Records excerpted from a collection:
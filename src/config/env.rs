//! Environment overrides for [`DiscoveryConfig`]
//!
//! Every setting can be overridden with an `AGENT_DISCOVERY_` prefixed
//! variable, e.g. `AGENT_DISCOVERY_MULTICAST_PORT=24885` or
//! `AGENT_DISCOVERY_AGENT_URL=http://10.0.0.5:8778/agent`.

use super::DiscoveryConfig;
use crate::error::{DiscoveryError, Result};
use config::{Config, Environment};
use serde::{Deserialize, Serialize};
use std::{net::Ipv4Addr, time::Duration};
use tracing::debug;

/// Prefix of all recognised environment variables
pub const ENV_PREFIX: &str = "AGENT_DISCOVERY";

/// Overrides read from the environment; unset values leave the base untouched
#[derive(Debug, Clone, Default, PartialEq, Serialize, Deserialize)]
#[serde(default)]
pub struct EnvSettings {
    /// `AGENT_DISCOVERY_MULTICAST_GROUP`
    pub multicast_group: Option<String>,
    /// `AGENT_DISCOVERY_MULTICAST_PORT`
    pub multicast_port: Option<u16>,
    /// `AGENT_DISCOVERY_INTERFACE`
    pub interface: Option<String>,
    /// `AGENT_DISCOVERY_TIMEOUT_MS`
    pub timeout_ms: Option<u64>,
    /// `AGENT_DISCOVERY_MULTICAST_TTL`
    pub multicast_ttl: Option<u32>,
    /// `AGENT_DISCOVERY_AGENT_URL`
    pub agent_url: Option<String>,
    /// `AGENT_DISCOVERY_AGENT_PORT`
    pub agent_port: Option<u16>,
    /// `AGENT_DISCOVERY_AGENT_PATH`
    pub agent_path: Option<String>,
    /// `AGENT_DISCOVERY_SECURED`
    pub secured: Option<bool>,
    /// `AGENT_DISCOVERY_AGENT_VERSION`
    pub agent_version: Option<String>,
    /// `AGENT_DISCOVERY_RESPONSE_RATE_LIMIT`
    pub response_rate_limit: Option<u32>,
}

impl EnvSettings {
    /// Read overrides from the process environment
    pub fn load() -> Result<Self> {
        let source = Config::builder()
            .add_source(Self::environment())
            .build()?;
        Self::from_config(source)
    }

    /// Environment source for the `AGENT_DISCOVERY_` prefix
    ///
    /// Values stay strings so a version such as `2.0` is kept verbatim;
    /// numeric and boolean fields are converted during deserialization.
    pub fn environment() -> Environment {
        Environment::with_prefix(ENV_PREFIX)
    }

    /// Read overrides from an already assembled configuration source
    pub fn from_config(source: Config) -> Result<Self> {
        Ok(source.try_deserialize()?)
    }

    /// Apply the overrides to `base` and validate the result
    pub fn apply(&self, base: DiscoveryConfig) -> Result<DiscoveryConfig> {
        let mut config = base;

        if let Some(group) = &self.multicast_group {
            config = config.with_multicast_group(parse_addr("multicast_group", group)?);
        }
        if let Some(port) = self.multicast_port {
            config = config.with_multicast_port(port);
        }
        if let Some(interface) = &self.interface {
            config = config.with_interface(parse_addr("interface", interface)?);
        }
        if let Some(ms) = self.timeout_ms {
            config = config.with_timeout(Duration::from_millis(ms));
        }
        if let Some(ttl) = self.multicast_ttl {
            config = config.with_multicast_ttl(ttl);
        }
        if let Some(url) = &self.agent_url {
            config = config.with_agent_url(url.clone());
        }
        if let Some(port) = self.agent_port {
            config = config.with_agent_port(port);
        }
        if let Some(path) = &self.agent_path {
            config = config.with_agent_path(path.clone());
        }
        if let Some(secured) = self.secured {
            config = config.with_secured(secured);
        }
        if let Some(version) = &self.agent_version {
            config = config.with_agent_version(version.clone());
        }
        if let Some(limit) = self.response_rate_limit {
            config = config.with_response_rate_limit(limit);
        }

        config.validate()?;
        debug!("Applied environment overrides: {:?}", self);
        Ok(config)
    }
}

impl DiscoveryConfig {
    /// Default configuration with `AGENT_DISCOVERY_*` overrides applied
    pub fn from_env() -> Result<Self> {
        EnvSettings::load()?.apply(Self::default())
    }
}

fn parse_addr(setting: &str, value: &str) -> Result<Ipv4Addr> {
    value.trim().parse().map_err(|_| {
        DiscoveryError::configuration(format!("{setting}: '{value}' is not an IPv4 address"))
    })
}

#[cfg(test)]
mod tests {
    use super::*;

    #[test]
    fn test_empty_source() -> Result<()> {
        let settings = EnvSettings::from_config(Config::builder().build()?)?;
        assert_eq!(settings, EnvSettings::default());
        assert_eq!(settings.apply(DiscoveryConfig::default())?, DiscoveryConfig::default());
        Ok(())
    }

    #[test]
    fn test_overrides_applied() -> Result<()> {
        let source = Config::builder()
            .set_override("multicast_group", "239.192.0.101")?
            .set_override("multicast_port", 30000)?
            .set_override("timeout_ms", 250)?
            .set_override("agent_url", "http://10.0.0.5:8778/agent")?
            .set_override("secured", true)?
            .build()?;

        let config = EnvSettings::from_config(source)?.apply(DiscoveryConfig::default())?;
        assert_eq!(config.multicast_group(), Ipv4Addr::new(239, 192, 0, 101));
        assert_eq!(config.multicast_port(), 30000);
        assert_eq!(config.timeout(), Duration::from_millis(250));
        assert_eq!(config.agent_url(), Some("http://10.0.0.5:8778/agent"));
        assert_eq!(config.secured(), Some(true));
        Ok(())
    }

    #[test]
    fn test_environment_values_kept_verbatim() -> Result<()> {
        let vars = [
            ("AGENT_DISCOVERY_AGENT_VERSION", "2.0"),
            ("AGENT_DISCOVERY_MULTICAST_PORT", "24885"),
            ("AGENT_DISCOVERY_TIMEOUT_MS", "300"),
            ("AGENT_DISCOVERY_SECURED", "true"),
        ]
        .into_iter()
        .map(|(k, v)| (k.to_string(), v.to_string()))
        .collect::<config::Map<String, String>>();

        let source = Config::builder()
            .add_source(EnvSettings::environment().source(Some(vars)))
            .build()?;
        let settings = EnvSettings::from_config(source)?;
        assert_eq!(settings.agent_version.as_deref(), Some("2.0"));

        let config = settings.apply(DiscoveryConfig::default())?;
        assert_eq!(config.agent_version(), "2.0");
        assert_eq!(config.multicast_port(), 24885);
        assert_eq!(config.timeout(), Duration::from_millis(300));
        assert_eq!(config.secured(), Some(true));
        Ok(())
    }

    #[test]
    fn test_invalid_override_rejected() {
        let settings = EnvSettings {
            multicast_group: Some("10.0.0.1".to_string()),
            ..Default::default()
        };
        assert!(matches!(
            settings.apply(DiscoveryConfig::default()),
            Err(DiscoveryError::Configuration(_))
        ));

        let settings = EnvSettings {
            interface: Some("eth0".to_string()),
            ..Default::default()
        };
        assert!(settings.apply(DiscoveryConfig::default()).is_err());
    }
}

---

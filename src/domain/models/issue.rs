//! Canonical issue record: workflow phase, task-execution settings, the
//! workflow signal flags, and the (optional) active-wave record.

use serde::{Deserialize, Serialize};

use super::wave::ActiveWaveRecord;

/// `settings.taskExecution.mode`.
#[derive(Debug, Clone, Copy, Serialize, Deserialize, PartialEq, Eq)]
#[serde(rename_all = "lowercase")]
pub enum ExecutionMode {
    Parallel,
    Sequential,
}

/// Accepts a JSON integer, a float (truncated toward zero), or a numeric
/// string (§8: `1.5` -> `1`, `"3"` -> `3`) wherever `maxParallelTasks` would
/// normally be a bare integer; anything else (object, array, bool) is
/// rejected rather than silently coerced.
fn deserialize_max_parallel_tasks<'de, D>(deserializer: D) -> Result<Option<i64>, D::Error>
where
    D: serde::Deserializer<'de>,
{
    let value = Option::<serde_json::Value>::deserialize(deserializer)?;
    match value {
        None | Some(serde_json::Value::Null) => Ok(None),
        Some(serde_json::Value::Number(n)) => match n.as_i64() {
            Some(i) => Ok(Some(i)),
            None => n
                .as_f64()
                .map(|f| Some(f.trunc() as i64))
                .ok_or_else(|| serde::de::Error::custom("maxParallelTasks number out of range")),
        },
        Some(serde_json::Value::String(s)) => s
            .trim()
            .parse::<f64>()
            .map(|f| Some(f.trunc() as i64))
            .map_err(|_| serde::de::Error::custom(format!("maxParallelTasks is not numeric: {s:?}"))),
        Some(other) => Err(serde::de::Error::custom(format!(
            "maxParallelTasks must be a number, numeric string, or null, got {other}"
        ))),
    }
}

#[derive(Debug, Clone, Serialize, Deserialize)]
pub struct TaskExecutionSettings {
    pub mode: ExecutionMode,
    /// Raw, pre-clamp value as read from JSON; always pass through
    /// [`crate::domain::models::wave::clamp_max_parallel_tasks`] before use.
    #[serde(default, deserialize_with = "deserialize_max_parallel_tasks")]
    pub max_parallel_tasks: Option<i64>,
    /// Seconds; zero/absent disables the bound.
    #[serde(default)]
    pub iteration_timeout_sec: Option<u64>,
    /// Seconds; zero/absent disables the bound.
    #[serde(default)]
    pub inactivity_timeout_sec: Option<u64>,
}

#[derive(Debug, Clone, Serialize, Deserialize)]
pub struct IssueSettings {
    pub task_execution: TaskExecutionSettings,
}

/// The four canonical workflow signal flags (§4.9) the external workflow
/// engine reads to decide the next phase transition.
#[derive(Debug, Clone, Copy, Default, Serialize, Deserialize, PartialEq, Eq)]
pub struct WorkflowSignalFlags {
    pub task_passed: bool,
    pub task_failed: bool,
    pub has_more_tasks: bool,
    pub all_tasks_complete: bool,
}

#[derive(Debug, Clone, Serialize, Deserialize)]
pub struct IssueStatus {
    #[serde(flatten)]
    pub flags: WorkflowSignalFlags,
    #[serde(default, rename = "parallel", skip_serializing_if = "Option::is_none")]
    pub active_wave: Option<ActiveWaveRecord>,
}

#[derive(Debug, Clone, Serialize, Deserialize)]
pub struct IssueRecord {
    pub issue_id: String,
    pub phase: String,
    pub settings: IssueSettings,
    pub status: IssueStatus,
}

...

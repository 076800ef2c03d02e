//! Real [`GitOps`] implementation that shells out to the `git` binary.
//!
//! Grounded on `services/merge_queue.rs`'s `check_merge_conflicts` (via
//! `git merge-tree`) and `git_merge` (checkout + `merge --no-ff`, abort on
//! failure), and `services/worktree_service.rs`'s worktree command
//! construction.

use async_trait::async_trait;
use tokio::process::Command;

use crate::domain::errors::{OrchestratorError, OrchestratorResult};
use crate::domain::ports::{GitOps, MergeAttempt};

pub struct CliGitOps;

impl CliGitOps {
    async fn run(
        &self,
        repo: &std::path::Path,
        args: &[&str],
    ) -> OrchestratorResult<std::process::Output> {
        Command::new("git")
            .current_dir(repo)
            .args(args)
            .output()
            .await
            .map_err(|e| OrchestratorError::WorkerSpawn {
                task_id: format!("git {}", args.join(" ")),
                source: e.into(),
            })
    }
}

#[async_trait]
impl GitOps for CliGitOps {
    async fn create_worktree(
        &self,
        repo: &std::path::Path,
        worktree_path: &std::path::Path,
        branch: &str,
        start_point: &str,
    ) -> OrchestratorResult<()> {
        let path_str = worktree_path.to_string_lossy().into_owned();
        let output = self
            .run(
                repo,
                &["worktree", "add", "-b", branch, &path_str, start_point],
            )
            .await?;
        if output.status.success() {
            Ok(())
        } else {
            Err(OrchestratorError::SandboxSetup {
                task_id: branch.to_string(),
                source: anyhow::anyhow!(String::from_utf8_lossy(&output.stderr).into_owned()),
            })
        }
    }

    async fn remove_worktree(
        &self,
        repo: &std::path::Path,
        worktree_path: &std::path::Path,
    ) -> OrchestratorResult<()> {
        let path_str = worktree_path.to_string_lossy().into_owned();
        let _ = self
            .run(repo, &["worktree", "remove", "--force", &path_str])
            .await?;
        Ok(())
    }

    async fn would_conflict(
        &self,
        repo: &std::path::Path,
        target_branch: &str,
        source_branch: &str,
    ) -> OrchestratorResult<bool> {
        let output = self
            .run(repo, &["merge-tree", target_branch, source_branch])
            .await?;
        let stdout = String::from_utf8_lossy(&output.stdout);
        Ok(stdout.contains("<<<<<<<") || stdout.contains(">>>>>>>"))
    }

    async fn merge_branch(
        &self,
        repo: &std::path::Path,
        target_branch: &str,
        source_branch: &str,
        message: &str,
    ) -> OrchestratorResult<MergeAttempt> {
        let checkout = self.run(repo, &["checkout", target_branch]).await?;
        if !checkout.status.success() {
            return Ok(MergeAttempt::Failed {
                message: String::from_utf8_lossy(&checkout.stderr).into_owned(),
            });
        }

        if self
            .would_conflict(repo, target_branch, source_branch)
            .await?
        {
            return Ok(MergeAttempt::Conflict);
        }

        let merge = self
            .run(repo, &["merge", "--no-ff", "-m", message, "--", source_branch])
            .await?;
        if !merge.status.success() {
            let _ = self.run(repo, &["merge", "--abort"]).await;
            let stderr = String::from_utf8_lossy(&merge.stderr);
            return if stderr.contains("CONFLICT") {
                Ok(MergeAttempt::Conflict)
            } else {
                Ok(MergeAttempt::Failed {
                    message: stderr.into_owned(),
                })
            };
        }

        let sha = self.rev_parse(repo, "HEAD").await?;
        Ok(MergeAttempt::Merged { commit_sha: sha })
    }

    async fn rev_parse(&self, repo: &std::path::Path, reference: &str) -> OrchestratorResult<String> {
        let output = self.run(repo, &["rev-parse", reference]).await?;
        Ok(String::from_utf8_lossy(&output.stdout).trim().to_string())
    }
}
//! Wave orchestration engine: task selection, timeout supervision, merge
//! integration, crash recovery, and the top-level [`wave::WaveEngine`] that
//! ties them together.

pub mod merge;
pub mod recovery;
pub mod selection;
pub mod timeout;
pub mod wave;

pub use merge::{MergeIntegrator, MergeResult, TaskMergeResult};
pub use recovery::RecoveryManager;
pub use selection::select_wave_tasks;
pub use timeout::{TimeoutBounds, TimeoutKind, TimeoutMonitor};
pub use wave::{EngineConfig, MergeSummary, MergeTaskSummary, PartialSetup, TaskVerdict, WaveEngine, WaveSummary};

**Assigned task:** Reproduce only the lines above, starting at the line with "is kept verbatim;" and ending at the line with "if let Some(ttl)", exactly as written.

**Task output:**
    /// Values stay strings so a version such as `2.0` is kept verbatim;
    /// numeric and boolean fields are converted during deserialization.
    pub fn environment() -> Environment {
        Environment::with_prefix(ENV_PREFIX)
    }

    /// Read overrides from an already assembled configuration source
    pub fn from_config(source: Config) -> Result<Self> {
        Ok(source.try_deserialize()?)
    }

    /// Apply the overrides to `base` and validate the result
    pub fn apply(&self, base: DiscoveryConfig) -> Result<DiscoveryConfig> {
        let mut config = base;

        if let Some(group) = &self.multicast_group {
            config = config.with_multicast_group(parse_addr("multicast_group", group)?);
        }
        if let Some(port) = self.multicast_port {
            config = config.with_multicast_port(port);
        }
        if let Some(interface) = &self.interface {
            config = config.with_interface(parse_addr("interface", interface)?);
        }
        if let Some(ms) = self.timeout_ms {
            config = config.with_timeout(Duration::from_millis(ms));
        }
        if let Some(ttl) = self.multicast_ttl {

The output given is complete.